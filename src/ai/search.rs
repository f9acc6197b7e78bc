use std::time::Duration;

use serde::{Deserialize, Serialize};
use web_time::Instant;

use crate::ai::MoveSelector;
use crate::board::Board;
use crate::types::{Move, Player};

const DEFAULT_TIMEOUT_SECS: u64 = 5;
const MIN_SCORE: i32 = i32::MIN + 1;
const MAX_SCORE: i32 = i32::MAX;
const CORNER_WEIGHT: i32 = 25;
const MOBILITY_WEIGHT: i32 = 2;
// Finished games outrank any heuristic score.
const WIN_WEIGHT: i32 = 1000;
const CORNERS: [usize; 4] = [0, 7, 56, 63];

/// Depth and wall-clock budget for one search.
#[derive(Debug, Clone, Copy, PartialEq, Eq, Serialize, Deserialize)]
pub struct SearchLimits {
    pub max_depth: u8,
    pub timeout: Duration,
}

impl SearchLimits {
    pub fn depth(max_depth: u8) -> Self {
        Self {
            max_depth,
            ..Self::default()
        }
    }
}

impl Default for SearchLimits {
    fn default() -> Self {
        Self {
            max_depth: 3,
            timeout: Duration::from_secs(DEFAULT_TIMEOUT_SECS),
        }
    }
}

#[derive(Debug, Clone, Copy, PartialEq)]
enum SearchResult {
    Complete(Option<Move>, i32),
    TimedOut,
}

impl SearchResult {
    fn negate(self) -> Self {
        match self {
            Self::Complete(mv, score) => Self::Complete(mv, -score),
            Self::TimedOut => Self::TimedOut,
        }
    }
}

/// Iterative-deepening alpha-beta negamax.
pub struct Searcher {
    start_time: Instant,
    limits: SearchLimits,
    timed_out: bool,
}

impl Searcher {
    pub fn new(limits: SearchLimits) -> Self {
        Self {
            start_time: Instant::now(),
            limits,
            timed_out: false,
        }
    }

    /// Searches the best move for `player`, or `None` if it has no legal move.
    pub fn search(&mut self, board: &Board, player: Player) -> Option<Move> {
        self.start_time = Instant::now();
        self.timed_out = false;

        let moves = board.valid_moves(player).to_vec();
        if moves.len() <= 1 {
            return moves.first().copied();
        }

        let mut best_move = moves[0];

        for depth in 1..=self.limits.max_depth.max(1) {
            match self.negamax(board, player, depth, depth, MIN_SCORE, MAX_SCORE) {
                SearchResult::Complete(Some(mv), _score) => {
                    best_move = mv;
                }
                SearchResult::Complete(None, _) => {}
                SearchResult::TimedOut => break,
            }
        }

        Some(best_move)
    }

    pub fn timed_out(&self) -> bool {
        self.timed_out
    }

    fn negamax(
        &mut self,
        board: &Board,
        player: Player,
        depth: u8,
        root_depth: u8,
        alpha: i32,
        beta: i32,
    ) -> SearchResult {
        // Keep depth-1 search guaranteed by suppressing timeout checks at root depth 1.
        if root_depth > 1 && self.start_time.elapsed() >= self.limits.timeout {
            self.timed_out = true;
            return SearchResult::TimedOut;
        }

        let legal = board.valid_moves(player);
        if legal.is_empty() {
            if !board.has_valid_move(!player) {
                return SearchResult::Complete(None, final_score(board, player));
            }
            if depth == 0 {
                return SearchResult::Complete(None, evaluate(board, player));
            }
            return self
                .negamax(board, !player, depth - 1, root_depth, -beta, -alpha)
                .negate();
        }

        if depth == 0 {
            return SearchResult::Complete(None, evaluate(board, player));
        }

        let mut best_move = None;
        let mut best_score = MIN_SCORE;
        let mut alpha = alpha;

        for (mv, next) in sorted_moves(board, player) {
            match self.negamax(&next, !player, depth - 1, root_depth, -beta, -alpha) {
                SearchResult::TimedOut => return SearchResult::TimedOut,
                SearchResult::Complete(_, score) => {
                    let score = -score;
                    if is_better_move(score, mv, best_score, best_move) {
                        best_score = score;
                        best_move = Some(mv);
                    }
                    if score > alpha {
                        alpha = score;
                    }
                    if alpha >= beta {
                        break;
                    }
                }
            }
        }

        SearchResult::Complete(best_move, best_score)
    }
}

/// Fixed-depth minimax player.
#[derive(Debug, Clone, Copy, Default)]
pub struct MinimaxSelector {
    limits: SearchLimits,
}

impl MinimaxSelector {
    pub fn new(limits: SearchLimits) -> Self {
        Self { limits }
    }
}

impl MoveSelector for MinimaxSelector {
    fn select_move(&mut self, board: &Board, player: Player) -> Option<Move> {
        Searcher::new(self.limits).search(board, player)
    }
}

/// Static evaluation from `player`'s side: disc margin, corners, mobility.
pub fn evaluate(board: &Board, player: Player) -> i32 {
    let mut score = board.disc_counts().margin(player);

    let cells = board.cells();
    for corner in CORNERS {
        let owner = cells[corner / 8][corner % 8].owner();
        if owner == Some(player) {
            score += CORNER_WEIGHT;
        } else if owner == Some(!player) {
            score -= CORNER_WEIGHT;
        }
    }

    let mobility = board.valid_moves(player).len() as i32 - board.valid_moves(!player).len() as i32;
    score + mobility * MOBILITY_WEIGHT
}

fn final_score(board: &Board, player: Player) -> i32 {
    board.disc_counts().margin(player) * WIN_WEIGHT
}

fn is_better_move(score: i32, mv: Move, best_score: i32, best_move: Option<Move>) -> bool {
    match best_move {
        None => true,
        Some(best) => score > best_score || (score == best_score && mv < best),
    }
}

fn sorted_moves(board: &Board, player: Player) -> Vec<(Move, Board)> {
    let mut scored_moves: Vec<(Move, Board, i32)> = board
        .valid_moves(player)
        .iter()
        .filter_map(|mv| {
            let next = board.apply(mv, player).ok()?;
            // Move ordering heuristic from the mover's perspective.
            let score = -evaluate(&next, !player);
            Some((mv, next, score))
        })
        .collect();

    scored_moves.sort_by(|(left_mv, _, left_score), (right_mv, _, right_score)| {
        right_score
            .cmp(left_score)
            .then_with(|| left_mv.cmp(right_mv))
    });

    scored_moves
        .into_iter()
        .map(|(mv, next, _)| (mv, next))
        .collect()
}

* * * * *

### What the task requires:
No line may be altered or left out when the data is written out.

### Your solution:
filename src/ai/search.rs
repository f9acc6197b7e78bc
use std::time::Duration;

use serde::{Deserialize, Serialize};
use web_time::Instant;

use crate::ai::MoveSelector;
use crate::board::Board;
use crate::types::{Move, Player};

const DEFAULT_TIMEOUT_SECS: u64 = 5;
const MIN_SCORE: i32 = i32::MIN + 1;
const MAX_SCORE: i32 = i32::MAX;
const CORNER_WEIGHT: i32 = 25;
const MOBILITY_WEIGHT: i32 = 2;
// Finished games outrank any heuristic score.
const WIN_WEIGHT: i32 = 1000;
const CORNERS: [usize; 4] = [0, 7, 56, 63];

/// Depth and wall-clock budget for one search.
#[derive(Debug, Clone, Copy, PartialEq, Eq, Serialize, Deserialize)]
pub struct SearchLimits {
    pub max_depth: u8,
    pub timeout: Duration,
}

impl SearchLimits {
    pub fn depth(max_depth: u8) -> Self {
        Self {
            max_depth,
            ..Self::default()
        }
    }
}

impl Default for SearchLimits {
    fn default() -> Self {
        Self {
            max_depth: 3,
            timeout: Duration::from_secs(DEFAULT_TIMEOUT_SECS),
        }
    }
}

#[derive(Debug, Clone, Copy, PartialEq)]
enum SearchResult {
    Complete(Option<Move>, i32),
    TimedOut,
}

impl SearchResult {
    fn negate(self) -> Self {
        match self {
            Self::Complete(mv, score) => Self::Complete(mv, -score),
            Self::TimedOut => Self::TimedOut,
        }
    }
}

/// Iterative-deepening alpha-beta negamax.
pub struct Searcher {
    start_time: Instant,
    limits: SearchLimits,
    timed_out: bool,
}

impl Searcher {
    pub fn new(limits: SearchLimits) -> Self {
        Self {
            start_time: Instant::now(),
            limits,
            timed_out: false,
        }
    }

    /// Searches the best move for `player`, or `None` if it has no legal move.
    pub fn search(&mut self, board: &Board, player: Player) -> Option<Move> {
        self.start_time = Instant::now();
        self.timed_out = false;

        let moves = board.valid_moves(player).to_vec();
        if moves.len() <= 1 {
            return moves.first().copied();
        }

        let mut best_move = moves[0];

        for depth in 1..=self.limits.max_depth.max(1) {
            match self.negamax(board, player, depth, depth, MIN_SCORE, MAX_SCORE) {
                SearchResult::Complete(Some(mv), _score) => {
                    best_move = mv;
                }
                SearchResult::Complete(None, _) => {}
                SearchResult::TimedOut => break,
            }
        }

        Some(best_move)
    }

    pub fn timed_out(&self) -> bool {
        self.timed_out
    }

    fn negamax(
        &mut self,
        board: &Board,
        player: Player,
        depth: u8,
        root_depth: u8,
        alpha: i32,
        beta: i32,
    ) -> SearchResult {
        // Keep depth-1 search guaranteed by suppressing timeout checks at root depth 1.
        if root_depth > 1 && self.start_time.elapsed() >= self.limits.timeout {
            self.timed_out = true;
            return SearchResult::TimedOut;
        }

        let legal = board.valid_moves(player);
        if legal.is_empty() {
            if !board.has_valid_move(!player) {
                return SearchResult::Complete(None, final_score(board, player));
            }
            if depth == 0 {
                return SearchResult::Complete(None, evaluate(board, player));
            }
            return self
                .negamax(board, !player, depth - 1, root_depth, -beta, -alpha)
                .negate();
        }

        if depth == 0 {
            return SearchResult::Complete(None, evaluate(board, player));
        }

        let mut best_move = None;
        let mut best_score = MIN_SCORE;
        let mut alpha = alpha;

        for (mv, next) in sorted_moves(board, player) {
            match self.negamax(&next, !player, depth - 1, root_depth, -beta, -alpha) {
                SearchResult::TimedOut => return SearchResult::TimedOut,
                SearchResult::Complete(_, score) => {
                    let score = -score;
                    if is_better_move(score, mv, best_score, best_move) {
                        best_score = score;
                        best_move = Some(mv);
                    }
                    if score > alpha {
                        alpha = score;
                    }
                    if alpha >= beta {
                        break;
                    }
                }
            }
        }

        SearchResult::Complete(best_move, best_score)
    }
}

/// Fixed-depth minimax player.
#[derive(Debug, Clone, Copy, Default)]
pub struct MinimaxSelector {
    limits: SearchLimits,
}

impl MinimaxSelector {
    pub fn new(limits: SearchLimits) -> Self {
        Self { limits }
    }
}

impl MoveSelector for MinimaxSelector {
    fn select_move(&mut self, board: &Board, player: Player) -> Option<Move> {
        Searcher::new(self.limits).search(board, player)
    }
}

/// Static evaluation from `player`'s side: disc margin, corners, mobility.
pub fn evaluate(board: &Board, player: Player) -> i32 {
    let mut score = board.disc_counts().margin(player);

    let cells = board.cells();
    for corner in CORNERS {
        let owner = cells[corner / 8][corner % 8].owner();
        if owner == Some(player) {
            score += CORNER_WEIGHT;
        } else if owner == Some(!player) {
            score -= CORNER_WEIGHT;
        }
    }

    let mobility = board.valid_moves(player).len() as i32 - board.valid_moves(!player).len() as i32;
    score + mobility * MOBILITY_WEIGHT
}

fn final_score(board: &Board, player: Player) -> i32 {
    board.disc_counts().margin(player) * WIN_WEIGHT
}

fn is_better_move(score: i32, mv: Move, best_score: i32, best_move: Option<Move>) -> bool {
    match best_move {
        None => true,
        Some(best) => score > best_score || (score == best_score && mv < best),
    }
}

fn sorted_moves(board: &Board, player: Player) -> Vec<(Move, Board)> {
    let mut scored_moves: Vec<(Move, Board, i32)> = board
        .valid_moves(player)
        .iter()
        .filter_map(|mv| {
            let next = board.apply(mv, player).ok()?;
            // Move ordering heuristic from the mover's perspective.
            let score = -evaluate(&next, !player);
            Some((mv, next, score))
        })
        .collect();

    scored_moves.sort_by(|(left_mv, _, left_score), (right_mv, _, right_score)| {
        right_score
            .cmp(left_score)
            .then_with(|| left_mv.cmp(right_mv))
    });

    scored_moves
        .into_iter()
        .map(|(mv, next, _)| (mv, next))
        .collect()
}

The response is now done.